An article entitled "Experimental standards on ionization of microbial contamination by hydrophilic chemical production by Strand ionization discharge" (Plasma Science and Technology, vol. 10, no. 4, 8.2008) by Bai et al considers the use of OH radicals generated by strong ionization discharge to eliminate microbial contamination. In this study, the effect of sterilization on E.coli and B.subtilis was considered. Prepared at a concentration of 10 ⁷ cfu/ml (cfu = colony forming unit) of bacteria suspension, and 10 μ Ι of bacteria in fluid form were transferred onto 12mm × 12mm sterile stainless steel plates using a micropipette. The bacterial fluid was spread evenly on the plate and allowed to dry for 90 minutes. The plate was then placed in a sterile glass tray and OH radicals with a constant concentration were sprayed onto the plate. The results of this experimental study were:

oh radicals can be used to cause irreversible damage to cells and ultimately kill cells;

2. the potential threshold for elimination of microorganisms is one ten-thousandth of disinfectants used at home and abroad;

3. the biochemical reaction with OH is a radical reaction, and the biochemical reaction time for eliminating microorganisms is about 1 second, which satisfies the need for rapid elimination of microbial contamination, and the death time is about one thousandth of that of current domestic and international disinfectants;

the lethal density of oh is about one thousandth of the spray density of other disinfectants-this will help to eliminate microbial contamination effectively and quickly in large spaces such as bed space areas; and

oxidation of bacteria to CO by OH mist or fog droplets ₂ 、H ₂ O and a micro inorganic salt. The remaining OH will also decompose to H ₂ O and O ₂ Thus, this method will eliminate microbial contamination without contamination.

WO 2009/060214 discloses a sterilization device arranged to controllably generate and emit hydroxyl radicals. The apparatus includes an applicator that receives RF or microwave energy, gas and water mist at the hydroxyl radical generating region. The impedance at the hydroxyl radical generating region is controlled to be high to promote the generation of an ionization discharge, which in turn generates hydroxyl radicals in the presence of water mist. The applicator may be a coaxial assembly or a waveguide. For example, a dynamic tuning mechanism integrated in the applicator may control the impedance at the hydroxyl radical generating region. The mist, gas and/or energy delivery devices may be integrated with each other.

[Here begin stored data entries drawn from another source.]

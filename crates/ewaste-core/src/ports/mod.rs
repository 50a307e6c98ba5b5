//! Ports - trait definitions for external dependencies.
//! These are the "interfaces" that infrastructure must implement.

mod api;
mod auth;
mod geocoder;
mod rate_limit;
mod storage;

pub use api::{
    ApiError, AuthApi, AuthGrant, PasswordChange, PickupRequestApi, ProfileApi, Registration,
    RequestImage, UNREACHABLE_MESSAGE,
};
pub use auth::{AuthError, TokenClaims, TokenInspector};
pub use geocoder::{GeocodeError, Geocoder};
pub use rate_limit::{RateLimitError, RateLimitResult, RateLimiter};
pub use storage::{LocalStore, StoreError};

WO 2019/175063 discloses a sterilization apparatus that sterilizes or sterilizes surgical scopes using thermal or non-thermal plasma. In one example, the plasma generation region is formed at the distal end of a coaxial transmission line that transmits RF or microwave energy to fire and sustain the plasma. A gas channel is formed around the outer surface of the coaxial transmission line. The gas channel is in fluid communication with the plasma generation region through a recess in a cylindrical electrode mounted on the distal end of the coaxial transmission line. In some examples, water passes through a channel formed in the inner conductor of the coaxial transmission line, from which the water is sprayed onto the surface of the object, and the plasma then passes over the object surface.

Disclosure of Invention

At its most basic, the present invention provides a sterilisation apparatus adapted to generate hydroxyl radicals for sterilisation of an enclosed space, in which apparatus energy, gas and water mist feeds are combined in a manner allowing the apparatus to be easily scaled to enclosure size. In particular, the sterilization apparatus provides a manifold in which a plurality of plasma applicators may be mounted around a plasma generation region to form an annular plasma arc through which a stream of water mist is directed to form hydroxyl radicals.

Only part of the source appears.